Kupikir urusannya akan singkat. Ternyata Amel justru bercerita tentang rencana besar yang diceritakan Nurul itu tentang rencana besar Amel yang dicuri. Nurul mencuri rencana  Amel. Oh, wow! Aku sungguh terkagum dan ingin tepuk tangan pada persahabatan mereka yang palsu.

Kekesalanku pada cara Amel menertawakan isi rekeningku menguap. Berganti rasa simpati pada Amel. Kalau kupikir lebih matang, Amel hanya tidak beruntung. Dia kurang beruntung dalam karir dan pertemanan. Ntah karena kepolosannya atau karena kebaikannya.

Lelah menangis dan puas meratap, Amel mengantarku pulang ke kos. Aku turun dari boncengan sepeda motor Amel dengan elegan. Sepatu murahan dengan hak kecil itu menancap kokoh di aspal tanpa melukai, apalagi melubangi.

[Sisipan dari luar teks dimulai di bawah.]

//! Producers that pull pieces out of their input values.
//!
//! Queries are JSON pointers with one extension: a non-numeric segment
//! applied to an array maps over its elements, so `/items/name` on
//! `{"items": [{"name": "a"}, {"name": "b"}]}` yields `["a", "b"]`.
//! Anything that cannot be resolved becomes `null`.

use async_trait::async_trait;
use wavecore::{
    ParameterDescriptor, ParameterSpec, ParameterTable, ParameterType, ProduceError, Producer,
    Value, WorkflowContext,
};
use waveruntime::{ProducerFactory, ProducerMetadata};

/// Resolve `query` against `value`. A query that is not a pointer is a
/// literal and comes back as a string.
pub fn pick(value: &Value, query: &str) -> Value {
    match query.strip_prefix('/') {
        Some(rest) => {
            let segments: Vec<String> = rest
                .split('/')
                .map(|segment| segment.replace("~1", "/").replace("~0", "~"))
                .collect();
            walk(value, &segments)
        }
        None if query.is_empty() => value.clone(),
        None => Value::from(query),
    }
}

fn walk(value: &Value, segments: &[String]) -> Value {
    let Some((segment, rest)) = segments.split_first() else {
        return value.clone();
    };
    match value {
        Value::Object(map) => map.get(segment).map_or(Value::Null, |v| walk(v, rest)),
        Value::Array(items) => match segment.parse::<usize>() {
            Ok(index) => items.get(index).map_or(Value::Null, |v| walk(v, rest)),
            Err(_) => Value::Array(items.iter().map(|item| walk(item, segments)).collect()),
        },
        _ => Value::Null,
    }
}

/// Mirror the shape of `query`, replacing every pointer string with the
/// value it resolves to in `value`.
pub fn pick_structured(value: &Value, query: &Value) -> Value {
    match query {
        Value::String(s) if s.starts_with('/') => pick(value, s),
        Value::Array(items) => Value::Array(items.iter().map(|q| pick_structured(value, q)).collect()),
        Value::Object(map) => Value::Object(
            map.iter()
                .map(|(key, q)| (key.clone(), pick_structured(value, q)))
                .collect(),
        ),
        other => other.clone(),
    }
}

/// Picks one value per input with a pointer query
pub struct DataPickProducer;

#[async_trait]
impl Producer for DataPickProducer {
    fn producer_type(&self) -> &str {
        "data_pick"
    }

    fn introduce(&self) -> String {
        "Pick data from input values by a pointer query".to_string()
    }

    fn parameter_structure(&self) -> ParameterDescriptor {
        ParameterDescriptor::new().with(ParameterSpec::required(
            "query",
            ParameterType::STRING,
            "Pointer such as /user/name, or a literal",
        ))
    }

    async fn produce(
        &self,
        input: Vec<Value>,
        params: &ParameterTable,
        _ctx: &WorkflowContext,
    ) -> Result<Vec<Value>, ProduceError> {
        let query = params
            .get_str("query")
            .ok_or_else(|| ProduceError::MissingInput("query".to_string()))?;
        Ok(input.iter().map(|value| pick(value, query)).collect())
    }
}

pub struct DataPickProducerFactory;

impl ProducerFactory for DataPickProducerFactory {
    fn create(&self) -> Box<dyn Producer> {
        Box::new(DataPickProducer)
    }

    fn producer_type(&self) -> &str {
        "data_pick"
    }

    fn metadata(&self) -> ProducerMetadata {
        ProducerMetadata {
            description: "Pick data from input values by a pointer query".to_string(),
            category: "transform".to_string(),
            parameters: DataPickProducer.parameter_structure(),
        }
    }
}

/// Builds one structured value per input from a query template
pub struct StructuredPickProducer;

#[async_trait]
impl Producer for StructuredPickProducer {
    fn producer_type(&self) -> &str {
        "structured_pick"
    }

    fn introduce(&self) -> String {
        "Pick data into a structure described by the query".to_string()
    }

    fn parameter_structure(&self) -> ParameterDescriptor {
        ParameterDescriptor::new().with(ParameterSpec::required(
            "query",
            ParameterType::ARRAY | ParameterType::OBJECT,
            "Template whose pointer strings are replaced by picked values",
        ))
    }

    async fn produce(
        &self,
        input: Vec<Value>,
        params: &ParameterTable,
        _ctx: &WorkflowContext,
    ) -> Result<Vec<Value>, ProduceError> {
        let query = params
            .get("query")
            .ok_or_else(|| ProduceError::MissingInput("query".to_string()))?;
        Ok(input.iter().map(|value| pick_structured(value, query)).collect())
    }
}

pub struct StructuredPickProducerFactory;

impl ProducerFactory for StructuredPickProducerFactory {
    fn create(&self) -> Box<dyn Producer> {
        Box::new(StructuredPickProducer)
    }

    fn producer_type(&self) -> &str {
        "structured_pick"
    }

    fn metadata(&self) -> ProducerMetadata {
        ProducerMetadata {
            description: "Pick data into a structure described by the query".to_string(),
            category: "transform".to_string(),
            parameters: StructuredPickProducer.parameter_structure(),
        }
    }
}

Aku duduk di kursi panjang rumah kos. Kakiku lecet. Aku harus menunggu beberapa saat sebelum kakiku bisa dilepas perlahan.

“Naeva,” suara bapak kos mengejutkan aku. Dia menggantungkan kedua tangan di tali tambang yang menggantu pada pintu ruang tamu. “Kamu nggak perlu lagi memperpanjang kos. Kamu kan sudah selesai kuliah. Sudah bisa pindah dari sini.”

Aku terdiam. Bapak kos kami memang tidak tahu caranya berkomunikasi, tapi kurasa bukan begini caranya bicara. Ini sama saja aku seperti diusir. Meski disampaikan dengan lembut, tapi pilihan katanya buruk.

Aku terdiam lama. Mataku menatap kaki yang mulai kembung air dan memerah. Tali temali kecil di kaki seperti mengikatku untuk tidak melangkah lagi. Sementara bapak kos sudah masuk ke dalam. Duduk di balik meja kios dan menjual rokok pada remaja tanggung yang belajar nakal.

Lima belas menit lamanya aku terdiam. Aku memutuskan melepas sandal dan masuk ke dalam rumah. Kamarku di lantai dua harus melewati ruang tamu bapak kos dulu.

“Kak Naeva diusir, ya?” kekeh Nova sambil mengaduk-aduk teh manis dalam teko plastik. Aku hanya tersenyum getir sambil menapaki anak tangga kecil menuju ke lantai dua.

Dari kamarku di lantai dua, kudengar bisikan ghibah anak kos. Aku memilih memejamkan mata tanpa melepas kebaya sambil memikirkan rencana besar di depan mata. Pindah kos.